- _Work request_
For the entries below, report every line that includes the word "LookState".

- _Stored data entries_

○ ○ ○ ○ ○

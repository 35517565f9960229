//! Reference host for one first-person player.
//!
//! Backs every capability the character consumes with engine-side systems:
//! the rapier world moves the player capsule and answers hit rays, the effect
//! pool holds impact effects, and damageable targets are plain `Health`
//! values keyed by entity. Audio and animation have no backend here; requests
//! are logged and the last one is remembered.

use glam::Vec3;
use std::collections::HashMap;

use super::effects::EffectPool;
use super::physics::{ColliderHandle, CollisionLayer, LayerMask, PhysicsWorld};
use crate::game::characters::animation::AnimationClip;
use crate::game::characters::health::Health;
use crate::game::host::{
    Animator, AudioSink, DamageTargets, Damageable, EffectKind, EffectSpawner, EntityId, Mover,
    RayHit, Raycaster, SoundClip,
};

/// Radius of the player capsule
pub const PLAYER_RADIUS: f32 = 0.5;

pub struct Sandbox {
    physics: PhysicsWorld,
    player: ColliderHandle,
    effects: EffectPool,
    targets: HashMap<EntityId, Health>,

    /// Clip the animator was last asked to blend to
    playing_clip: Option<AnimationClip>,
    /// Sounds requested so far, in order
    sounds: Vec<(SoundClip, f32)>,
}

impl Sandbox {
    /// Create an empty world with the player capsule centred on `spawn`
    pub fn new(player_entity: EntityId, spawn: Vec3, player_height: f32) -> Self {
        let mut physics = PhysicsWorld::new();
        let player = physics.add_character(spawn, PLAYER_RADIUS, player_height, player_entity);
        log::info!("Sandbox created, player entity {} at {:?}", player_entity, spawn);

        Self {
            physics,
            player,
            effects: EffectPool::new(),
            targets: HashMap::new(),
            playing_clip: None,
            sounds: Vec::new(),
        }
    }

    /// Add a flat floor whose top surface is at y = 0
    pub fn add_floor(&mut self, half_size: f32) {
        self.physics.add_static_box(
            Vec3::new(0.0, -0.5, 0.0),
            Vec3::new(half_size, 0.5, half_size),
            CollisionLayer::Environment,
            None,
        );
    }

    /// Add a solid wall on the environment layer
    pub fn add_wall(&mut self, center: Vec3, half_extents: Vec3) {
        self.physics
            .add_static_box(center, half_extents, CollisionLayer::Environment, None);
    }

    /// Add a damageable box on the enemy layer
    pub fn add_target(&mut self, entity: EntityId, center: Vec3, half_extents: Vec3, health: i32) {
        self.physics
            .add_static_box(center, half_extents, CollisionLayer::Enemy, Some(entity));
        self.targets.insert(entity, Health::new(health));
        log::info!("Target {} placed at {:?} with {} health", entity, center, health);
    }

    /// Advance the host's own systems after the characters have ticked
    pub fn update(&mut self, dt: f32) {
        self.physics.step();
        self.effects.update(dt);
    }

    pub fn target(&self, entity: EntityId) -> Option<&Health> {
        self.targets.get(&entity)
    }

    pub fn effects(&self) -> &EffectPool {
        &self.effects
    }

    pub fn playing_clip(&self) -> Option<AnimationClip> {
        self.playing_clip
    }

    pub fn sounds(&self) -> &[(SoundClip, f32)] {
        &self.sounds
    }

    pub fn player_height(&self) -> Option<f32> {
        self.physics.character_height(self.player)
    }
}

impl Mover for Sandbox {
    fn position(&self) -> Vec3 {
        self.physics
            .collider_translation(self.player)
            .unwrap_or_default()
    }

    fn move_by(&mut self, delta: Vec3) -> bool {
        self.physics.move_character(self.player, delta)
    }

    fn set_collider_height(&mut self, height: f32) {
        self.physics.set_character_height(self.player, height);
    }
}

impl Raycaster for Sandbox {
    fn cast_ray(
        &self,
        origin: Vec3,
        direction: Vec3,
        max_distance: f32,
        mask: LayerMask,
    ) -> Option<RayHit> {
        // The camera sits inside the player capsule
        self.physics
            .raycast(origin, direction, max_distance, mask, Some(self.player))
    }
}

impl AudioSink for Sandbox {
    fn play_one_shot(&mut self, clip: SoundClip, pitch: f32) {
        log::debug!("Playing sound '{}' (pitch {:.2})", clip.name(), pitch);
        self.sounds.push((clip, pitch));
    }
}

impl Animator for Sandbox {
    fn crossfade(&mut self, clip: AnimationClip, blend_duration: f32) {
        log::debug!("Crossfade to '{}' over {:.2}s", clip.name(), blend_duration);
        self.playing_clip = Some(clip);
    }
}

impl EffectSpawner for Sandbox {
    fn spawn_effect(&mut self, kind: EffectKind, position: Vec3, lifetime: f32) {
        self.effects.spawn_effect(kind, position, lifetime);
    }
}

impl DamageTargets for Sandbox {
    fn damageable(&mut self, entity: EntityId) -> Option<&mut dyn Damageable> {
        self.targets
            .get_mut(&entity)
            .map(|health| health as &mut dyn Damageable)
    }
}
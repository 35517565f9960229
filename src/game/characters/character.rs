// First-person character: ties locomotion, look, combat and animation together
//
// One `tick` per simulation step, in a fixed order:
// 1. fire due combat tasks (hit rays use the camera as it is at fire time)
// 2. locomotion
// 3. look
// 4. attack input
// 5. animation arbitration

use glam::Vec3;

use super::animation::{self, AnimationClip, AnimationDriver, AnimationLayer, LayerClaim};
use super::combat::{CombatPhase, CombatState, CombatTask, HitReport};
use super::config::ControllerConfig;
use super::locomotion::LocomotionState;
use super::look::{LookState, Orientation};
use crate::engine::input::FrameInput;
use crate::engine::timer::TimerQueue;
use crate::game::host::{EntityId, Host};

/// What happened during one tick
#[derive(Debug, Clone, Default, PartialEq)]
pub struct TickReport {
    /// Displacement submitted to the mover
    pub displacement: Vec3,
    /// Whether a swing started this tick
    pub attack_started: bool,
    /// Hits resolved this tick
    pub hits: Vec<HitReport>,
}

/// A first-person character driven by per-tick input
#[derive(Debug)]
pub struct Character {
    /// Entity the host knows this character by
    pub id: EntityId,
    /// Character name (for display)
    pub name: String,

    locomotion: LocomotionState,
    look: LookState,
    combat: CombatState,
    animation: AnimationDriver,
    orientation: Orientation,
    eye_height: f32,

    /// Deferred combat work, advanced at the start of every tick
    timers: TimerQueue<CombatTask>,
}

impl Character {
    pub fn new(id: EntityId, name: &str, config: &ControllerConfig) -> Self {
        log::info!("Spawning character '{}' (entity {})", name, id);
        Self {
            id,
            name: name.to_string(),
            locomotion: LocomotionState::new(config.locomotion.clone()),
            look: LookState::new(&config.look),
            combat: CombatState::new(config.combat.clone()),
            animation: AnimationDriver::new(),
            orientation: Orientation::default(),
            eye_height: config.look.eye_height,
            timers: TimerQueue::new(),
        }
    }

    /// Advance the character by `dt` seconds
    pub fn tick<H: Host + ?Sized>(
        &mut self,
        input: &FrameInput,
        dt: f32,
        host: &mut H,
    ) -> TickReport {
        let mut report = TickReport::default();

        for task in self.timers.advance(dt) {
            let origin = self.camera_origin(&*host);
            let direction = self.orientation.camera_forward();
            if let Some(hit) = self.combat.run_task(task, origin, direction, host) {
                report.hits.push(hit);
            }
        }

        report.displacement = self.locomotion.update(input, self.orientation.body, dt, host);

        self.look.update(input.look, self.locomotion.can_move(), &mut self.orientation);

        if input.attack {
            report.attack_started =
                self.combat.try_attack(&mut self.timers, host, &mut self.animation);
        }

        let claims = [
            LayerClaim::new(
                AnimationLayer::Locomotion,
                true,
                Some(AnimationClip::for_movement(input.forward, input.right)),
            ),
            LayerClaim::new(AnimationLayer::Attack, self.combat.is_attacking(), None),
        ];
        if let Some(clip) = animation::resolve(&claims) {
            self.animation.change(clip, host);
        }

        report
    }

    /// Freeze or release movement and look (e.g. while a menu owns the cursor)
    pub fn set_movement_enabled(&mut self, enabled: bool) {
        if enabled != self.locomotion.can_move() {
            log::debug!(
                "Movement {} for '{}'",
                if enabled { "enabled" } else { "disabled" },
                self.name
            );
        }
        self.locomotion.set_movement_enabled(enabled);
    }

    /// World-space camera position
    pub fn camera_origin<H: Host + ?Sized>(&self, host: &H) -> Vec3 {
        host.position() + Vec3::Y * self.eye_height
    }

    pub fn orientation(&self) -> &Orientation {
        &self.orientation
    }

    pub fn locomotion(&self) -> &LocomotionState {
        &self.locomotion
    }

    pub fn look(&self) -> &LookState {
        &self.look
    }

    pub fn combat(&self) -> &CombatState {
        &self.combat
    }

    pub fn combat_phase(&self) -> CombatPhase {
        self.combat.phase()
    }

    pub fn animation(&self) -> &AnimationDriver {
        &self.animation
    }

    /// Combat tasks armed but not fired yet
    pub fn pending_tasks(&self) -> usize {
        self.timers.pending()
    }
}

○ ○ ○ ○ ○

- _Written answer_
use super::look::{LookState, Orientation};
    look: LookState,
            look: LookState::new(&config.look),
    pub fn look(&self) -> &LookState {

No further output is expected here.